▶ Exercise goal
Write out once more the lines running from the top of the entries below to the line with "pub struct Widths", both ends included.
§ §
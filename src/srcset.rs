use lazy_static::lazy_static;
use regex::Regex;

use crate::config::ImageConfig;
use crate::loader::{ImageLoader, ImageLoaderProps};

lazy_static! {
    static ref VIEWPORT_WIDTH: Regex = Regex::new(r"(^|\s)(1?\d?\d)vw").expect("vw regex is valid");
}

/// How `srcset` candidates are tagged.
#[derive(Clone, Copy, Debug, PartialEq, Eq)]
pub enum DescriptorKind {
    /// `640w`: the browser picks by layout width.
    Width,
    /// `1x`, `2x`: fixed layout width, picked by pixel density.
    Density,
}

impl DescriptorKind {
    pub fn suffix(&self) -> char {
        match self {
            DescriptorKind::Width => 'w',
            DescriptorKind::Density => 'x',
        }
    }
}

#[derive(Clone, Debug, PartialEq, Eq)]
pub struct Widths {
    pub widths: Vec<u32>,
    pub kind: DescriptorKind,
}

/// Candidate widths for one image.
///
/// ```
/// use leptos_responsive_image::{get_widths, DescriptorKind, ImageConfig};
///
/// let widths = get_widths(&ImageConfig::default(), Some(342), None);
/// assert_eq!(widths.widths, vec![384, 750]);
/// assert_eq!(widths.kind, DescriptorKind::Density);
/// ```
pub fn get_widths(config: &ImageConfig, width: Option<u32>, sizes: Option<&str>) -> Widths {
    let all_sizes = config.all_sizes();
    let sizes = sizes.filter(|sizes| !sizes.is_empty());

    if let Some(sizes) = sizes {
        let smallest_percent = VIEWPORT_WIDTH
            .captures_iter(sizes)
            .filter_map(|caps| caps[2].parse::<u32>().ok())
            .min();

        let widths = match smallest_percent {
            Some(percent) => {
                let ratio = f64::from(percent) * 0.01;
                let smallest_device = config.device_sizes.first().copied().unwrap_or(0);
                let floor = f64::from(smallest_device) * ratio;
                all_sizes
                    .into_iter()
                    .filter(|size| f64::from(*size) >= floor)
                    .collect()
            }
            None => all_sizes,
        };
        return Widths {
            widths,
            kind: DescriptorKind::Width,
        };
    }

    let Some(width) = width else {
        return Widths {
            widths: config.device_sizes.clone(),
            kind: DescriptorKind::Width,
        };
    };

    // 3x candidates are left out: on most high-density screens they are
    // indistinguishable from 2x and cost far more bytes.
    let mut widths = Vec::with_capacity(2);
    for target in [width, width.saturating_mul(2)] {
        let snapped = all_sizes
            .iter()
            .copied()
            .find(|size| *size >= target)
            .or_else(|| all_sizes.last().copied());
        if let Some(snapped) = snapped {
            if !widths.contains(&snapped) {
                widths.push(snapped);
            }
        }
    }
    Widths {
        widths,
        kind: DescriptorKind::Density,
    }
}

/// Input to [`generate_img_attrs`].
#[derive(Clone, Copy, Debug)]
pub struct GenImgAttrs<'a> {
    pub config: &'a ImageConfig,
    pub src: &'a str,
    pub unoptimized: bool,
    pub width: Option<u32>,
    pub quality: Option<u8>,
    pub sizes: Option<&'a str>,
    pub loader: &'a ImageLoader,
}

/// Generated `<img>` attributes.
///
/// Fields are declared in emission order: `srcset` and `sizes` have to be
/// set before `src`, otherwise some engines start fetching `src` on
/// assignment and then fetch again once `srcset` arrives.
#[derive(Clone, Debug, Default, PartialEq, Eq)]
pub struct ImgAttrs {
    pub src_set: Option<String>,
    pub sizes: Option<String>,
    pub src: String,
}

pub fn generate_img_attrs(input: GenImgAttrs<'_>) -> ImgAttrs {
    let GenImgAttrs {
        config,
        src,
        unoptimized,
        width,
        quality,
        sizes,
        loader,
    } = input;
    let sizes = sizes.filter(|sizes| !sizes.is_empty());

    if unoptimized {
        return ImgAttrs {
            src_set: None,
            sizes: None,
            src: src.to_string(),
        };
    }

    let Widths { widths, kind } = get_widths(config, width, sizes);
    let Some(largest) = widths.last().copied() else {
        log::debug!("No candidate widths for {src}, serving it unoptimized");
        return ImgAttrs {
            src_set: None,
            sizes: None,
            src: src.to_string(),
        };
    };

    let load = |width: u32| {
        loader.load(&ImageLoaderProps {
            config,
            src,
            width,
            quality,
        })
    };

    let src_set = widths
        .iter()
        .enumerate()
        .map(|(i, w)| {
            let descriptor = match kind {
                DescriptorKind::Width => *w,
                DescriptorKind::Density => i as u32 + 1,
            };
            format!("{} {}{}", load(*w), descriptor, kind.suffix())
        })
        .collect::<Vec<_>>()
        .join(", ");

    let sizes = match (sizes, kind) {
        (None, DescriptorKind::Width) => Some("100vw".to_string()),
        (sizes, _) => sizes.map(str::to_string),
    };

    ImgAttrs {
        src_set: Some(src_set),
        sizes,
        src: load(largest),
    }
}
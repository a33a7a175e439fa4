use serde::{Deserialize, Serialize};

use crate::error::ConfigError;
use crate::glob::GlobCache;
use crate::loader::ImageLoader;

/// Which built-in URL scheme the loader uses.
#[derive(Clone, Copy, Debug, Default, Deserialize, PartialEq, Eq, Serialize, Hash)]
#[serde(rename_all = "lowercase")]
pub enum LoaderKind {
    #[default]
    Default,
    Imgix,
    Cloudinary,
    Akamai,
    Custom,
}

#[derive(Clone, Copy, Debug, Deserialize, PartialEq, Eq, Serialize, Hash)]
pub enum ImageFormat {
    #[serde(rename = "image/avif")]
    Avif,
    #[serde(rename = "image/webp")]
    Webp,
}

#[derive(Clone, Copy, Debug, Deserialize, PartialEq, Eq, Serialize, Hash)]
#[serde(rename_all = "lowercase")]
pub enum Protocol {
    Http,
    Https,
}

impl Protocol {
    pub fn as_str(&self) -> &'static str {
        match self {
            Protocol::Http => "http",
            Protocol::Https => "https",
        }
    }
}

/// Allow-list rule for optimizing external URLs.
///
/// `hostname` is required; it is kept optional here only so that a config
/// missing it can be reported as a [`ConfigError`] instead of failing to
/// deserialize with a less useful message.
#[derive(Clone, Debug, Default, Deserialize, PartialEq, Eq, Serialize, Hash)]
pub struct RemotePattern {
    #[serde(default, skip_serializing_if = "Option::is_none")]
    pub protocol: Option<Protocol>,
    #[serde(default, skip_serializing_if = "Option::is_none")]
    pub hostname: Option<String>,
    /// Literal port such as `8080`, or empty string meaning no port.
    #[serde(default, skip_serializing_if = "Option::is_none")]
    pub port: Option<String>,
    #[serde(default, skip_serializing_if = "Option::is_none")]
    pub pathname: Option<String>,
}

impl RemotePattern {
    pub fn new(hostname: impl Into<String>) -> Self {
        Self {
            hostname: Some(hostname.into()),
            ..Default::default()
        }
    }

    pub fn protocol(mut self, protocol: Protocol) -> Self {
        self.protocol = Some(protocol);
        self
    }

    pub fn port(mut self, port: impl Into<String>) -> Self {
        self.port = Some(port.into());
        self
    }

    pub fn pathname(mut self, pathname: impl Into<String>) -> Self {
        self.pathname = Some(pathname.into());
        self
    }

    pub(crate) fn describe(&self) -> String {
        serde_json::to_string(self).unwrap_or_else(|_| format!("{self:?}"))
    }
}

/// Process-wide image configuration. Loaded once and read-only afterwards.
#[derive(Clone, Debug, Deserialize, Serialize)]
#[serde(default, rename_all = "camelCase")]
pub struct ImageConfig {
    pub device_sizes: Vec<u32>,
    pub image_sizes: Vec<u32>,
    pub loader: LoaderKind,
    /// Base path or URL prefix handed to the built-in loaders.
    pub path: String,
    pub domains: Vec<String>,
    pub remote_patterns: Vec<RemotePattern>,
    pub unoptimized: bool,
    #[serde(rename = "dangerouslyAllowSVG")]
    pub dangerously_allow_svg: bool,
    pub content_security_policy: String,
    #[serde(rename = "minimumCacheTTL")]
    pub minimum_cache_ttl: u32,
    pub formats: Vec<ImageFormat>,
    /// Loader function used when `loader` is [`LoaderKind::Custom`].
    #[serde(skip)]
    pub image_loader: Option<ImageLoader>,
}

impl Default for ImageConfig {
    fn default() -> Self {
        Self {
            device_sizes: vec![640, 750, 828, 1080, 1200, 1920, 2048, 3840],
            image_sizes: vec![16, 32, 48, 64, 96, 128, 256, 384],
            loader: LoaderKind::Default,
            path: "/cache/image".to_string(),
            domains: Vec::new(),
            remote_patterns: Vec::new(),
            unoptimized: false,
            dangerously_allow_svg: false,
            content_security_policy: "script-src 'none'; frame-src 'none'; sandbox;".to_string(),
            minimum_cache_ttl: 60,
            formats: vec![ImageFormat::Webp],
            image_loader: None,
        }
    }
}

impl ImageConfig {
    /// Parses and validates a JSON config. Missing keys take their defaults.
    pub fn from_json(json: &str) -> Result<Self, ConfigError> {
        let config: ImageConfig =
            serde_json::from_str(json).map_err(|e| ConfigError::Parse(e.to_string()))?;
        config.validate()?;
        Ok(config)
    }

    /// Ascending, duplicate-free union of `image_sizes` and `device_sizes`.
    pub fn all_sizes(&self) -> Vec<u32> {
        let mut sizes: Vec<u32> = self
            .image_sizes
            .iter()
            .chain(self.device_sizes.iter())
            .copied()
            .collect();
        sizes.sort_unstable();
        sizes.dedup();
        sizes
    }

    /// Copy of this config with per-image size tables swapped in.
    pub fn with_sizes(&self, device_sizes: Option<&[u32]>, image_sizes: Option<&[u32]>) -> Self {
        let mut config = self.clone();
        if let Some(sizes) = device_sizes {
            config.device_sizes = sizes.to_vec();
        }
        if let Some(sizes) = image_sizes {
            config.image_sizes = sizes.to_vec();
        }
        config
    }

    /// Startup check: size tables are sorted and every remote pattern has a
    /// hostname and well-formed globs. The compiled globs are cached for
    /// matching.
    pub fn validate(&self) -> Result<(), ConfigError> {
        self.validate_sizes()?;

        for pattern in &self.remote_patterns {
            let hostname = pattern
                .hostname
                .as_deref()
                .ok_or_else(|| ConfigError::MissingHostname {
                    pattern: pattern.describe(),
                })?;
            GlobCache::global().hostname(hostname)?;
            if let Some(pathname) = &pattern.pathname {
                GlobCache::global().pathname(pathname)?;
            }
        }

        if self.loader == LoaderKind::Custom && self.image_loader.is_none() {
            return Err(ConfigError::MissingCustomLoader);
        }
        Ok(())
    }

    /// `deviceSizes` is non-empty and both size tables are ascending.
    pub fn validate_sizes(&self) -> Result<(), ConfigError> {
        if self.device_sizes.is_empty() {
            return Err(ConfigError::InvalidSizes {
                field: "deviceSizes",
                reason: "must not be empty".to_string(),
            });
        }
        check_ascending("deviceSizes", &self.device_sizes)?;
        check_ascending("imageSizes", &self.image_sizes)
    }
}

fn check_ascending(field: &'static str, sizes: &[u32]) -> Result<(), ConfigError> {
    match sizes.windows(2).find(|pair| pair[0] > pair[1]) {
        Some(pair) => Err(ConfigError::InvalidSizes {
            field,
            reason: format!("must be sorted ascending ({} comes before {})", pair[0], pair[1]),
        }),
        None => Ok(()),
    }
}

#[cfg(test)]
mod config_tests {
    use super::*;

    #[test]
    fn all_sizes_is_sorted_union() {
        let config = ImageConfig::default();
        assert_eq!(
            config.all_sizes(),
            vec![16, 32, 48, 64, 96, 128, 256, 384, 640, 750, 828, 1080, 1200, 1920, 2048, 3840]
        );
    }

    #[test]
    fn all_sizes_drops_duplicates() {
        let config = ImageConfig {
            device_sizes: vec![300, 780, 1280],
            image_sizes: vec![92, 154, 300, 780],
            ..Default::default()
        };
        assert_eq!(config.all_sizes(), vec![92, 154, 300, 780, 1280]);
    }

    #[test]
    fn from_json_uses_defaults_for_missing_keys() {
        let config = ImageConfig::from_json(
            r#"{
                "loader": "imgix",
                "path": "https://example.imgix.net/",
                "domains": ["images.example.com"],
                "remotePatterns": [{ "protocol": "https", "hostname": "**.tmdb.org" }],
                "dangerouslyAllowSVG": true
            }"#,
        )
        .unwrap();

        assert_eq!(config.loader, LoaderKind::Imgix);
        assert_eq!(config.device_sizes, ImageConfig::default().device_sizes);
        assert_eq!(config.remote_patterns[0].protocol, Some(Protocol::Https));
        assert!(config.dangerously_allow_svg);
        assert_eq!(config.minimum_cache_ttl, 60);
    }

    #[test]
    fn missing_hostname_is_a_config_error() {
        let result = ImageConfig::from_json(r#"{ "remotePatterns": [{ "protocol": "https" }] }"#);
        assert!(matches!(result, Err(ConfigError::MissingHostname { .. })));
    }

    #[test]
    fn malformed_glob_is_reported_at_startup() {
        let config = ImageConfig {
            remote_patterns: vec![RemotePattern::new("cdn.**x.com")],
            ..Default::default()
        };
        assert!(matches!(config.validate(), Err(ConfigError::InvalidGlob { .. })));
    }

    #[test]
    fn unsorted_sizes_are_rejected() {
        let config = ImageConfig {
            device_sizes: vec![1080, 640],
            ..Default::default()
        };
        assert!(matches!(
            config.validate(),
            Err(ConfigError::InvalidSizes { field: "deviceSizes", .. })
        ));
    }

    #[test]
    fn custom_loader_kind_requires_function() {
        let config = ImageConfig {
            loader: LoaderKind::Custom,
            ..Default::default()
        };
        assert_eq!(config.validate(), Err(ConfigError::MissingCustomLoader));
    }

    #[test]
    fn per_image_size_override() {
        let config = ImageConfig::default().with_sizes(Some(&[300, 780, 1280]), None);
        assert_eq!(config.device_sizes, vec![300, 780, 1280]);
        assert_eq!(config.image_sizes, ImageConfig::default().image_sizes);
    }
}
§ §
▶ The completed task
filename src/srcset.rs
use lazy_static::lazy_static;
use regex::Regex;

use crate::config::ImageConfig;
use crate::loader::{ImageLoader, ImageLoaderProps};

lazy_static! {
    static ref VIEWPORT_WIDTH: Regex = Regex::new(r"(^|\s)(1?\d?\d)vw").expect("vw regex is valid");
}

/// How `srcset` candidates are tagged.
#[derive(Clone, Copy, Debug, PartialEq, Eq)]
pub enum DescriptorKind {
    /// `640w`: the browser picks by layout width.
    Width,
    /// `1x`, `2x`: fixed layout width, picked by pixel density.
    Density,
}

impl DescriptorKind {
    pub fn suffix(&self) -> char {
        match self {
            DescriptorKind::Width => 'w',
            DescriptorKind::Density => 'x',
        }
    }
}

#[derive(Clone, Debug, PartialEq, Eq)]
pub struct Widths {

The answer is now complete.